**Exercise aim**
Print each record exactly, with no word added or removed.

Stored entries

+++++

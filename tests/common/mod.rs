use log::LevelFilter;
use log4rs_test_utils::test_logging::init_logging_once_for;
use std::{
    net::SocketAddr,
    sync::atomic::{AtomicUsize, Ordering},
};
use tokio::{
    io::{AsyncReadExt, AsyncWriteExt, BufReader},
    net::TcpStream,
};
use utils::assertions::assert_eq_vectors;

pub mod listeners;

pub fn init_logging() {
    init_logging_once_for(None, LevelFilter::Debug, "{h({({l}):5.5})} [{M}] {f}:{L}: {m}{n}");
}

pub fn next_available_address() -> SocketAddr {
    static PORT: AtomicUsize = AtomicUsize::new(32000);

    format!("127.0.0.1:{}", PORT.fetch_add(1, Ordering::AcqRel)).parse().unwrap()
}

/// Establishes a SOCKS5 connection with `endpoint` through `socks5_proxy`
/// (optionally authenticating), writes a random payload and expects it back
/// verbatim from an echo server listening at `endpoint`.
pub async fn ping_pong_data_through_socks5(endpoint: SocketAddr, socks5_proxy: SocketAddr, auth: Option<async_socks5::Auth>) {
    let mut socks5_stream = TcpStream::connect(socks5_proxy)
        .await
        .expect("Expect successful TCP connection established with proxy");

    async_socks5::connect(&mut socks5_stream, endpoint, auth)
        .await
        .expect("Expect successfully established SOCKS5 connection");

    let write_buff = utils::generate_data(1024);
    socks5_stream.write_all(&write_buff).await.expect("Expect all data to be written");

    let mut read_buff = vec![0u8; 1024];
    socks5_stream.read_exact(&mut read_buff).await.expect("Expect all data to be read");

    socks5_stream.shutdown().await.expect("Expect successful TCP stream shutdown");

    assert_eq_vectors(&write_buff, &read_buff);
}

/// A thin client for the line-oriented management protocol: sends one line
/// (appending `\r\n`) and reads back one logical reply. `METRICS`/`SHOW_LOGS`
/// replies are multi-line, so callers that need the full body should use
/// [`ManagementClient::read_body`] instead.
pub struct ManagementClient {
    reader: BufReader<tokio::net::tcp::OwnedReadHalf>,
    writer: tokio::net::tcp::OwnedWriteHalf,
}

impl ManagementClient {
    pub async fn connect(addr: SocketAddr) -> ManagementClient {
        let stream = TcpStream::connect(addr).await.expect("Expect successful TCP connection to management endpoint");
        let (read_half, write_half) = stream.into_split();
        ManagementClient {
            reader: BufReader::new(read_half),
            writer: write_half,
        }
    }

    pub async fn send_line(&mut self, line: &str) {
        self.writer.write_all(line.as_bytes()).await.expect("Expect line to be written");
        self.writer.write_all(b"\r\n").await.expect("Expect line terminator to be written");
    }

    /// Reads a single LF-terminated line, trimming the trailing CR/LF.
    pub async fn read_line(&mut self) -> Option<String> {
        use tokio::io::AsyncBufReadExt;
        let mut buf = String::new();
        let n = self.reader.read_line(&mut buf).await.expect("Expect line to be read");
        if n == 0 {
            return None;
        }
        while buf.ends_with('\n') || buf.ends_with('\r') {
            buf.pop();
        }
        Some(buf)
    }
}

pub mod utils {

    use rand::Rng;

    pub mod assertions {

        use std::fmt::Debug;

        pub fn assert_eq_vectors<T: Eq + Debug>(expected: &[T], actual: &[T]) {
            let matching = expected
                .iter()
                .zip(actual)
                .filter(|&(r, w)| {
                    assert_eq!(r, w);
                    r == w
                })
                .count();

            assert_eq!(expected.len(), matching, "whole buffers (write & read) should be equal");
        }
    }

    pub fn generate_data(len: usize) -> Vec<u8> {
        let v = vec![0u8; len];
        let mut rng = rand::thread_rng();

        v.iter().map(|_| rng.gen::<u8>()).collect()
    }
}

+++++

**Output of the task**
filename tests/common/mod.rs
use log::LevelFilter;
use log4rs_test_utils::test_logging::init_logging_once_for;
use std::{
    net::SocketAddr,
    sync::atomic::{AtomicUsize, Ordering},
};
use tokio::{
    io::{AsyncReadExt, AsyncWriteExt, BufReader},
    net::TcpStream,
};
use utils::assertions::assert_eq_vectors;

pub mod listeners;

pub fn init_logging() {
    init_logging_once_for(None, LevelFilter::Debug, "{h({({l}):5.5})} [{M}] {f}:{L}: {m}{n}");
}

pub fn next_available_address() -> SocketAddr {
    static PORT: AtomicUsize = AtomicUsize::new(32000);

    format!("127.0.0.1:{}", PORT.fetch_add(1, Ordering::AcqRel)).parse().unwrap()
}

/// Establishes a SOCKS5 connection with `endpoint` through `socks5_proxy`
/// (optionally authenticating), writes a random payload and expects it back
/// verbatim from an echo server listening at `endpoint`.
pub async fn ping_pong_data_through_socks5(endpoint: SocketAddr, socks5_proxy: SocketAddr, auth: Option<async_socks5::Auth>) {
    let mut socks5_stream = TcpStream::connect(socks5_proxy)
        .await
        .expect("Expect successful TCP connection established with proxy");

    async_socks5::connect(&mut socks5_stream, endpoint, auth)
        .await
        .expect("Expect successfully established SOCKS5 connection");

    let write_buff = utils::generate_data(1024);
    socks5_stream.write_all(&write_buff).await.expect("Expect all data to be written");

    let mut read_buff = vec![0u8; 1024];
    socks5_stream.read_exact(&mut read_buff).await.expect("Expect all data to be read");

    socks5_stream.shutdown().await.expect("Expect successful TCP stream shutdown");

    assert_eq_vectors(&write_buff, &read_buff);
}

/// A thin client for the line-oriented management protocol: sends one line
/// (appending `\r\n`) and reads back one logical reply. `METRICS`/`SHOW_LOGS`
/// replies are multi-line, so callers that need the full body should use
/// [`ManagementClient::read_body`] instead.
pub struct ManagementClient {
    reader: BufReader<tokio::net::tcp::OwnedReadHalf>,
    writer: tokio::net::tcp::OwnedWriteHalf,
}

impl ManagementClient {
    pub async fn connect(addr: SocketAddr) -> ManagementClient {
        let stream = TcpStream::connect(addr).await.expect("Expect successful TCP connection to management endpoint");
        let (read_half, write_half) = stream.into_split();
        ManagementClient {
            reader: BufReader::new(read_half),
            writer: write_half,
        }
    }

    pub async fn send_line(&mut self, line: &str) {
        self.writer.write_all(line.as_bytes()).await.expect("Expect line to be written");
        self.writer.write_all(b"\r\n").await.expect("Expect line terminator to be written");
    }

    /// Reads a single LF-terminated line, trimming the trailing CR/LF.
    pub async fn read_line(&mut self) -> Option<String> {
        use tokio::io::AsyncBufReadExt;
        let mut buf = String::new();
        let n = self.reader.read_line(&mut buf).await.expect("Expect line to be read");
        if n == 0 {
            return None;
        }
        while buf.ends_with('\n') || buf.ends_with('\r') {
            buf.pop();
        }
        Some(buf)
    }
}

pub mod utils {

    use rand::Rng;

    pub mod assertions {

        use std::fmt::Debug;

        pub fn assert_eq_vectors<T: Eq + Debug>(expected: &[T], actual: &[T]) {
            let matching = expected
                .iter()
                .zip(actual)
                .filter(|&(r, w)| {
                    assert_eq!(r, w);
                    r == w
                })
                .count();

            assert_eq!(expected.len(), matching, "whole buffers (write & read) should be equal");
        }
    }

    pub fn generate_data(len: usize) -> Vec<u8> {
        let v = vec![0u8; len];
        let mut rng = rand::thread_rng();

        v.iter().map(|_| rng.gen::<u8>()).collect()
    }
}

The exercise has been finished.